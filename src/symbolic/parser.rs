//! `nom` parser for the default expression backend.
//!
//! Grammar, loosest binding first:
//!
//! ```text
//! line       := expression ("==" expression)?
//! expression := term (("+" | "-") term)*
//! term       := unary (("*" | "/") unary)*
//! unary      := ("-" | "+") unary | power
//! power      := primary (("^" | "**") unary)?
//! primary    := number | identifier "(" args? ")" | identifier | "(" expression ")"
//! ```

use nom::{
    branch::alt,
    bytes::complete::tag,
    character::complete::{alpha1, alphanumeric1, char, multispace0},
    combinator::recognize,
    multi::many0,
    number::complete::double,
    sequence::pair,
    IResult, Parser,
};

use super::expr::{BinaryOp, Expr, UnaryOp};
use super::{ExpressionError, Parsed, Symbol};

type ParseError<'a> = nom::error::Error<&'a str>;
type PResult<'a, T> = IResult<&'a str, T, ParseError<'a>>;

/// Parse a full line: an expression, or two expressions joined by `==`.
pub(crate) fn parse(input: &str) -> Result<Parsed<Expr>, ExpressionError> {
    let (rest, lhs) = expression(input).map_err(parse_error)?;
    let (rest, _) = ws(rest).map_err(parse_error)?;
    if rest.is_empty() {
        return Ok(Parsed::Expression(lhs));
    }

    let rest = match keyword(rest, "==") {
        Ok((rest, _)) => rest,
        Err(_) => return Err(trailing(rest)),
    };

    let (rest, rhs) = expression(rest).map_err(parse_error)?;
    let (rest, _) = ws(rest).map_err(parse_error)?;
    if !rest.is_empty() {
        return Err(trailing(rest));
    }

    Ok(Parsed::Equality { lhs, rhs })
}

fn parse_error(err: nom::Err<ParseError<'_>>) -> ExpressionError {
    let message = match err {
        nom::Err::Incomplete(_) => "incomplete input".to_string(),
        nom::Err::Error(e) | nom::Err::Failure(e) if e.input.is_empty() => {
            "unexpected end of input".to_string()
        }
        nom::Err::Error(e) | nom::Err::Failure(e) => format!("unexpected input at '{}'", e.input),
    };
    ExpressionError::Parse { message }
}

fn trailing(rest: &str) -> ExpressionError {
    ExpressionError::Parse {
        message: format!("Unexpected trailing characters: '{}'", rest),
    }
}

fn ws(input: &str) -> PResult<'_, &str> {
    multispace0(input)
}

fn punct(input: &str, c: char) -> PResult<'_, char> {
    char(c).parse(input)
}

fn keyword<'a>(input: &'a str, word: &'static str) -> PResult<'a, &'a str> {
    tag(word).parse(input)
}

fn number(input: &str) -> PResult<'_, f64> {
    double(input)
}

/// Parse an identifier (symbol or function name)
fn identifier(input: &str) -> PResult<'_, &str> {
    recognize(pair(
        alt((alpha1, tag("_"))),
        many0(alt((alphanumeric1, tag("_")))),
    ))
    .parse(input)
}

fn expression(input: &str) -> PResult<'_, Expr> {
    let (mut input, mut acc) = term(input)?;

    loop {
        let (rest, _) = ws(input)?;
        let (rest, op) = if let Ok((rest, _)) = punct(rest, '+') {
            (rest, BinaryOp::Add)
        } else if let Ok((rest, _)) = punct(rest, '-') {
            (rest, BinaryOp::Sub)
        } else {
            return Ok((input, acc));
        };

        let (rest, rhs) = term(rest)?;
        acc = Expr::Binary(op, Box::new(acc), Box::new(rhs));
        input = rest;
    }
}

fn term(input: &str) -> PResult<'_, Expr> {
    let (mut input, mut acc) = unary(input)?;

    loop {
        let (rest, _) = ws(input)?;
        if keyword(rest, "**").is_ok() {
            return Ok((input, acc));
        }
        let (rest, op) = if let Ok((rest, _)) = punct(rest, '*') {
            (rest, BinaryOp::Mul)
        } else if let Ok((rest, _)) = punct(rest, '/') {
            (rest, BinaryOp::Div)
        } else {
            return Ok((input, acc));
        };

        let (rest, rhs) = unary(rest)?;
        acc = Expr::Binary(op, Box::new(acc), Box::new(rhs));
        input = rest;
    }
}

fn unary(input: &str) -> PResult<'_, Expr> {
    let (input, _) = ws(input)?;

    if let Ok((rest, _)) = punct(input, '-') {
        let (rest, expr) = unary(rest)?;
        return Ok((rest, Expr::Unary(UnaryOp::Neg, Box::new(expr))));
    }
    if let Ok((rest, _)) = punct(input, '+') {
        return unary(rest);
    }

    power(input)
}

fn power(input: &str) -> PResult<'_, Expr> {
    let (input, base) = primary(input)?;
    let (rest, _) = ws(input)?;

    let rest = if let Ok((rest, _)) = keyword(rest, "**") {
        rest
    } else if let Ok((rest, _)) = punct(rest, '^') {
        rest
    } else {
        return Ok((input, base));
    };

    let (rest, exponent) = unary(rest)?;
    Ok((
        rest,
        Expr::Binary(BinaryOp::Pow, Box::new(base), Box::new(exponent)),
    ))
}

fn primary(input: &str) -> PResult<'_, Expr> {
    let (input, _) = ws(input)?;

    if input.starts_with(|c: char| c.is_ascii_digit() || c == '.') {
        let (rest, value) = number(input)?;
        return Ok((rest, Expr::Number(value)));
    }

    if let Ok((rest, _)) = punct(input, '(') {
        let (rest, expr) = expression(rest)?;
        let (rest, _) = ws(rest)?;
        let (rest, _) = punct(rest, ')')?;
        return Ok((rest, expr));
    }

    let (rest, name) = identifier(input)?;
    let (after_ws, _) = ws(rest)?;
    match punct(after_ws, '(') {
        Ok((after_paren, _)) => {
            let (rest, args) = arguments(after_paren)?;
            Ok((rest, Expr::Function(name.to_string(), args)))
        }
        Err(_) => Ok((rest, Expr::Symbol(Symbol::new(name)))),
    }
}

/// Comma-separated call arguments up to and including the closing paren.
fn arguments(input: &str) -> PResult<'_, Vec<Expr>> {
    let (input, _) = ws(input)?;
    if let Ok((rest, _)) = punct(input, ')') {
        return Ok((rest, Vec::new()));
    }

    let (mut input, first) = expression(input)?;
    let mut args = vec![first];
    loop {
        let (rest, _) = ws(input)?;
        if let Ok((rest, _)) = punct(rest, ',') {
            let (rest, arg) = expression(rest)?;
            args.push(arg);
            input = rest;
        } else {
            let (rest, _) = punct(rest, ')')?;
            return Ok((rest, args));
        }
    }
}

# # # # #

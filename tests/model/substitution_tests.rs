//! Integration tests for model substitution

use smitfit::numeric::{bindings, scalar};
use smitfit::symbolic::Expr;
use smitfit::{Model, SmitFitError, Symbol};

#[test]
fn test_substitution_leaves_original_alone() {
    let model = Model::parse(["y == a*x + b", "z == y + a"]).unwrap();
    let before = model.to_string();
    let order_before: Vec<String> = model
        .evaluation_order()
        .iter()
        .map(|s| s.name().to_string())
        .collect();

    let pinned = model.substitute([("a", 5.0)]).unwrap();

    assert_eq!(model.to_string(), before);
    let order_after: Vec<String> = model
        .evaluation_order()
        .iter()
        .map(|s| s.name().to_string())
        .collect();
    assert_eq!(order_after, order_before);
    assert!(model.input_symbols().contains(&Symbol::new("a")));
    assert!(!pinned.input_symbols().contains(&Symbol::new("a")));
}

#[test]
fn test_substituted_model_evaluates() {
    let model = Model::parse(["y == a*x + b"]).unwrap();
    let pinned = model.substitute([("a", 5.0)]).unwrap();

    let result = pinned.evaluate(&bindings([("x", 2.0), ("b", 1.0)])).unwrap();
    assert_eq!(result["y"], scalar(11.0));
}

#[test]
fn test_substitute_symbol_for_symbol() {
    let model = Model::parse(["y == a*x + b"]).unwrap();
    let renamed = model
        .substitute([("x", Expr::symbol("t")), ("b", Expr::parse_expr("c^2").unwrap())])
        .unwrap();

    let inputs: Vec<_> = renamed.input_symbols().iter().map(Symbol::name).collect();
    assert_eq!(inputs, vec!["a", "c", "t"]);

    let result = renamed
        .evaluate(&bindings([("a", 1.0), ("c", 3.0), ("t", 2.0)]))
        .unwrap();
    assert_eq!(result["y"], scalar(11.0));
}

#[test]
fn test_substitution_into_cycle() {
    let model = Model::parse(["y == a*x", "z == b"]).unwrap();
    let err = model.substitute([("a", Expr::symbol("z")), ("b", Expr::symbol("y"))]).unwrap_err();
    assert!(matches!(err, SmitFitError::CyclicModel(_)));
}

# # # # #

Could you return exactly the lines above from the line with "let (rest, expr) = unary(rest)?;" to the line with "let (input, base) = primary(input)?;", both included, and nothing else?

        let (rest, expr) = unary(rest)?;
        return Ok((rest, Expr::Unary(UnaryOp::Neg, Box::new(expr))));
    }
    if let Ok((rest, _)) = punct(input, '+') {
        return unary(rest);
    }

    power(input)
}

fn power(input: &str) -> PResult<'_, Expr> {
    let (input, base) = primary(input)?;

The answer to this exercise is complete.